Angelo Peretti
Coup de théâtre. Francese. La versione italiana - colpo di scena - non rende bene. Ché è qualcosa che ha a che fare proprio coll’essere istrione, con quel saperti ipnotizzare che hanno certi prim’attori in teatro, sul palcoscenico.
Ecco, il coup de théâtre è arrivato quand'ormai credevi che la rappresentazione (e che rappresentazione!) fosse bell’e finita, e al mattatore e all’intera compagnia bastasse soltanto presentarsi in passerella a raccogliere l’applauso, scrosciante, dato che lo spettacolo era stato ammirevole.
Invece no, invece ecco l’apoteosi. Angelo Gaja, ché è di lui che sto parlando e dell’epica degustazione che s’è svolta al Vinitaly per dare avvio alle feste dei centocinquant’anni del marchio di famiglia, ha dato il la alla figlia primogenita Gaia. E questa eccola presentare, coll’ausilio delle immagini proiettate ai due lati del palco, tutta una serie d’altre donne del vino. Per dire: da Elisabetta Foradori ad Anna Bologna a Marilisa Allegrini a Francesca Planeta. E poi è toccato a lui, le Roi, e anch’egli a chiedere il battimani per altri uomini del vino italiano: da Giorgio Rivetti a Nicolò Incisa della Rocchetta, da Maurizio Zanella a Romano Dal Forno, a Josko Gravner perfino. Con standing ovation per Domenico Clerico, presente in sala, commosso fino ad aver gli occhi lustri (testimonio: ero a due posti di distanza).
Ora, che dire? Grandissimo, Gaja. Che unisce il bel gesto con la strategia di marketing, l’omaggio ai concorrenti con la più raffinata tecnica di comunicazione. Se cita i grandi, la percezione è che lui è più grande dei grandi, o no? Se esalta gl'italiani del vino, lui s'accredita come capofila dell'italianità enoica.
Ora, si dica quel che si vuole d’Angelo Gaja, ma a Verona, a quest’ultimo Vinitaly, ha dato una gran lezione. Straripante col microfono in mano. E sornione. Con una spalla elegantissima come Jancis Robinson, raffinata wine writer britannica, capace di buttar lì poche domande, ma quelle giuste, che poi lui, il Re, usa a pretesto per parlare e parlare e parlare in un inglese un po’ rigido, ma diretto.

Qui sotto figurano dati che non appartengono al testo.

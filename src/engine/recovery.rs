//! Startup recovery.
//!
//! Replays the log up to the boundary found at open, rebuilding the Bloom
//! filter as it goes. A record cut off by a crash can only be the last one,
//! so the first `UnexpectedEnd` marks where the trusted prefix ends: the file
//! is truncated back to the end of the last complete record.
//!
//! ```text
//! ┌──────────┬──────────┬──────────┬───────┐
//! │ record 1 │ record 2 │ record 3 │ rec 4 │ ◀── torn
//! └──────────┴──────────┴──────────┴───────┘
//!                                  ▲
//!                          last_good: new EOF
//! ```

use std::fs::File;
use std::io::{Seek, SeekFrom};
use std::ops::ControlFlow;
use std::sync::atomic::Ordering;

use tracing::{debug, warn};

use crate::codec::Op;
use crate::error::{Error, Result};

use super::{Engine, Handles};

/// What a recovery pass found
#[derive(Debug, Clone, Default, PartialEq, Eq)]
pub struct RecoveryReport {
    /// Complete records replayed
    pub records_recovered: u64,

    /// How many of them were Set records
    pub sets: u64,

    /// How many of them were tombstones
    pub deletes: u64,

    /// Whether a torn tail was cut off
    pub was_truncated: bool,

    /// Bytes removed from the end of the log
    pub truncated_bytes: u64,

    /// Commit boundary once recovery finished
    pub commit_boundary: u64,
}

impl Engine {
    /// Replay the log, rebuild the filter, and cut off a torn tail.
    ///
    /// Runs before the engine is published as initialized, so nothing else
    /// can be reading or writing.
    pub(super) fn recover(&self, handles: &Handles) -> Result<RecoveryReport> {
        // A failed earlier init may have filled it already.
        self.bloom.with(|f| f.clear());

        let bound = self.commit_boundary.load(Ordering::Acquire);
        let mut report = RecoveryReport::default();
        let mut last_good = 0u64;

        let outcome = self.scan(handles, |cursor, record, err| {
            if let Some(record) = record {
                if record.end_offset() > cursor.bound() {
                    return ControlFlow::Break(Err(Error::RecoveryInvariant(format!(
                        "record {} ends at {} past boundary {}",
                        record.id,
                        record.end_offset(),
                        cursor.bound()
                    ))));
                }

                last_good = record.end_offset();
                self.bloom.add(&record.key);

                report.records_recovered += 1;
                match record.op {
                    Op::Set => report.sets += 1,
                    Op::Delete => report.deletes += 1,
                }
                return ControlFlow::Continue(());
            }

            match err {
                Some(e) if e.is_unexpected_end() => ControlFlow::Break(Ok(())),
                _ => ControlFlow::Continue(()),
            }
        });

        match outcome {
            Ok(None) => {
                if last_good != bound {
                    return Err(Error::RecoveryInvariant(format!(
                        "clean scan ended at {} but boundary is {}",
                        last_good, bound
                    )));
                }
            }
            Ok(Some(Ok(()))) => {
                let writer = handles.writer.as_ref().ok_or(Error::ReadOnlyStorage)?;
                truncate_tail(writer, last_good)?;
                self.commit_boundary.store(last_good, Ordering::Release);

                report.was_truncated = true;
                report.truncated_bytes = bound - last_good;
                warn!(
                    from = bound,
                    to = last_good,
                    "truncated incomplete record at end of log"
                );
            }
            Ok(Some(Err(invariant))) => return Err(invariant),
            Err(e) => return Err(Error::corrupt(e)),
        }

        report.commit_boundary = self.commit_boundary.load(Ordering::Acquire);
        debug!(?report, "recovery pass finished");
        Ok(report)
    }
}

/// Shrink the log to `len` and make the new length durable
fn truncate_tail(mut file: &File, len: u64) -> Result<()> {
    file.set_len(len)
        .map_err(|e| Error::io("error truncating file", e))?;
    file.seek(SeekFrom::Start(len))
        .map_err(|e| Error::io("error seeking file", e))?;
    file.sync_all()
        .map_err(|e| Error::io("error syncing truncated file", e))
}
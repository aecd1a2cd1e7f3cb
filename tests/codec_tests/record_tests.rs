//! Tests for the record layer
//!
//! These tests verify:
//! - Records written to a file read back in order
//! - Values stay pending until filled
//! - Clean end versus a record cut off mid-write
//! - Malformed records are rejected

use std::io::Write;

use appendkv::codec::{
    write_record, Op, Record, RecordReader, DEFAULT_MAX_LEN, ID_TAG, KEY_TAG, OP_TAG, VALUE_TAG,
};
use appendkv::error::Error;

// =============================================================================
// Helper Functions
// =============================================================================

fn sample_records() -> Vec<Record> {
    vec![
        Record::set(100, &b"alpha"[..], &b"one"[..]),
        Record::set(101, &b"beta"[..], vec![0x5Au8; 10_000]),
        Record::delete(102, &b"alpha"[..]),
        Record::set(103, &b""[..], &b""[..]),
    ]
}

fn write_all(records: &[Record]) -> Vec<u8> {
    let mut out = Vec::new();
    for r in records {
        let n = write_record(&mut out, r, DEFAULT_MAX_LEN).unwrap();
        assert_eq!(n, r.encoded_len());
    }
    out
}

// =============================================================================
// Read Tests
// =============================================================================

#[test]
fn test_records_read_back_from_file() {
    let records = sample_records();
    let data = write_all(&records);

    let mut file = tempfile::tempfile().unwrap();
    file.write_all(&data).unwrap();

    let mut reader = RecordReader::new(&file, data.len() as u64);
    let mut read = Vec::new();
    while let Some(record) = reader.read().unwrap() {
        read.push(record);
    }

    assert_eq!(read, records);
    assert_eq!(reader.position(), data.len() as u64);
}

#[test]
fn test_tags_in_order() {
    let data = write_all(&[Record::set(1, &b"k"[..], &b"v"[..])]);

    // id (13) + op (6) + key (6) + value (6)
    assert_eq!(data[0], ID_TAG);
    assert_eq!(data[13], OP_TAG);
    assert_eq!(data[18], Op::Set as u8);
    assert_eq!(data[19], KEY_TAG);
    assert_eq!(data[25], VALUE_TAG);
    assert_eq!(data.len(), 31);
}

#[test]
fn test_tombstone_has_empty_value() {
    let data = write_all(&[Record::delete(7, &b"gone"[..])]);
    let record = RecordReader::new(&data, data.len() as u64)
        .read()
        .unwrap()
        .unwrap();

    assert_eq!(record.op, Op::Delete);
    assert!(record.value.is_empty());
}

#[test]
fn test_offsets_chain_between_records() {
    let records = sample_records();
    let data = write_all(&records);
    let mut reader = RecordReader::new(&data, data.len() as u64);

    let mut expected_start = 0;
    for r in &records {
        let lazy = reader.read_lazy().unwrap().unwrap();
        assert_eq!(lazy.start_offset(), expected_start);
        assert_eq!(lazy.end_offset() - lazy.start_offset(), r.encoded_len());
        assert_eq!(lazy.value_len() as usize, r.value.len());
        expected_start = lazy.end_offset();
    }
    assert!(reader.read_lazy().unwrap().is_none());
}

#[test]
fn test_lazy_value_fill_and_convert() {
    let records = sample_records();
    let data = write_all(&records);
    let mut reader = RecordReader::new(&data, data.len() as u64);

    reader.read_lazy().unwrap().unwrap();
    let mut big = reader.read_lazy().unwrap().unwrap();
    assert!(big.value().is_none());

    reader.fill_value(&mut big).unwrap();
    assert_eq!(big.into_record().unwrap(), records[1]);
}

// =============================================================================
// Truncation Tests
// =============================================================================

#[test]
fn test_tail_cut_reads_earlier_records_then_errors() {
    let records = sample_records();
    let data = write_all(&records);
    let partial = data[..data.len() - 3].to_vec();

    let mut reader = RecordReader::new(&partial, partial.len() as u64);
    for expected in &records[..3] {
        assert_eq!(&reader.read().unwrap().unwrap(), expected);
    }
    assert!(reader.read().unwrap_err().is_unexpected_end());
}

#[test]
fn test_limit_before_file_end_hides_later_records() {
    let records = sample_records();
    let data = write_all(&records);
    let limit = records[0].encoded_len() + records[1].encoded_len();

    let mut reader = RecordReader::new(&data, limit);
    assert_eq!(reader.limit(), limit);
    assert!(reader.read().unwrap().is_some());
    assert!(reader.read().unwrap().is_some());
    assert!(reader.read().unwrap().is_none());
}

// =============================================================================
// Malformed Record Tests
// =============================================================================

#[test]
fn test_short_id_is_malformed() {
    let data = [ID_TAG, 4, 0, 0, 0, 1, 2, 3, 4];
    let mut reader = RecordReader::new(&data[..], data.len() as u64);
    assert!(matches!(reader.read(), Err(Error::MalformedRecord(_))));
}

#[test]
fn test_missing_value_field_is_unexpected_end() {
    let full = write_all(&[Record::set(1, &b"k"[..], &b"v"[..])]);
    let without_value = full[..25].to_vec();

    let mut reader = RecordReader::new(&without_value, without_value.len() as u64);
    assert!(matches!(
        reader.read(),
        Err(Error::UnexpectedEnd { offset: 25 })
    ));
}

#[test]
fn test_max_len_on_read() {
    let data = write_all(&[Record::set(1, &b"k"[..], vec![1u8; 64])]);
    let mut reader = RecordReader::with_max_len(&data, data.len() as u64, 32);

    assert!(matches!(
        reader.read(),
        Err(Error::InvalidLength { len: 64, max: 32 })
    ));
}
//! The `Storage` trait: the contract a transport or other front end sees.

use std::io::Write;

use bytes::Bytes;

use crate::error::Result;

use super::Engine;

/// Key-value storage as seen by callers outside the crate.
///
/// Object safe, so a front end can hold an `Arc<dyn Storage>`.
pub trait Storage: Send + Sync {
    fn init(&self) -> Result<()>;

    /// Value for `key`, or `Error::KeyNotFound`
    fn get(&self, key: &[u8]) -> Result<Bytes>;

    fn set(&self, key: &[u8], value: &[u8]) -> Result<()>;

    fn delete(&self, key: &[u8]) -> Result<()>;

    /// May report false positives, never false negatives
    fn exists(&self, key: &[u8]) -> Result<bool>;

    fn len(&self) -> Result<usize>;

    /// Write the committed log to `sink`; returns bytes written
    fn snapshot(&self, sink: &mut dyn Write) -> Result<u64>;

    fn close(&self) -> Result<()>;
}

impl Storage for Engine {
    fn init(&self) -> Result<()> {
        Engine::init(self)
    }

    fn get(&self, key: &[u8]) -> Result<Bytes> {
        Engine::get(self, key)
    }

    fn set(&self, key: &[u8], value: &[u8]) -> Result<()> {
        Engine::set(self, key, value)
    }

    fn delete(&self, key: &[u8]) -> Result<()> {
        Engine::delete(self, key)
    }

    fn exists(&self, key: &[u8]) -> Result<bool> {
        Engine::exists(self, key)
    }

    fn len(&self) -> Result<usize> {
        Engine::len(self)
    }

    fn snapshot(&self, sink: &mut dyn Write) -> Result<u64> {
        Engine::snapshot(self, sink)
    }

    fn close(&self) -> Result<()> {
        Engine::close(self)
    }
}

Ah già, dimenticavo: tutto in inglese l’evento. E anche questo è stato show. Così come il (fastidiososissimo) braccialetto stile nursery che t’hanno messo al polso all’ingresso, per bloccare ogni possibile intrusione (i più, in sala, pagavano, e si son raccolti oltre 25mila euro per un ospedale). Così come lui and family (moglie e figli) schierati sull’uscio a dar la mano a ogni entrante e poi rischierati sul palco, uno in fila all’altro, tutti a prender la parola.
Grande show. Ma denso di contenuti, anche.
Ecco qualche Gaja pensiero qui sotto, giusto per assaggiare.
“Siamo artigiani. Essere artigiani significa anche non imbottigliare i vini delle annate non perfette, non crescere di dimensione, non coprire tutte le fasce di prezzo”.
"Sono considerato uno dei responsabili dei prezzi alti del vino italiano, ma quando si è veri artigiani non si può inseguire l'industria”.
“Se il vino è popolare nel gusto, ma perde il suo radicamento con la tradizione, vino e zona saranno perdenti”.
“La perfezione non è da considerare un valore assoluto, perché il vino perfetto molte volte viene fatto in cantina, manipolandolo”.
“Abbiate fiducia nell’Italia. Il grande numero dei produttori oggi presenti in Italia non è un segno di debolezza, ma di forza. Produciamo volumi di vini eccellenti anche nelle cooperative. E c’è un grande numero di artigiani che sono ambasciatori dell’Italia”.
“Occorre definire l’identità: i vini devi assaggiarli e capire che vengono da un posto ben preciso, dal Piemonte, non da qualunque parte del mondo. E devono riflettere l’azienda: devono essere Gaja”.
Opps! I vini.
Già, i vini assaggiati. Pardon, bevuti, ché mica li ho lasciati lì nel bicchiere (non dovevo neppure guidare...). Be', i vini li racconto magari domani.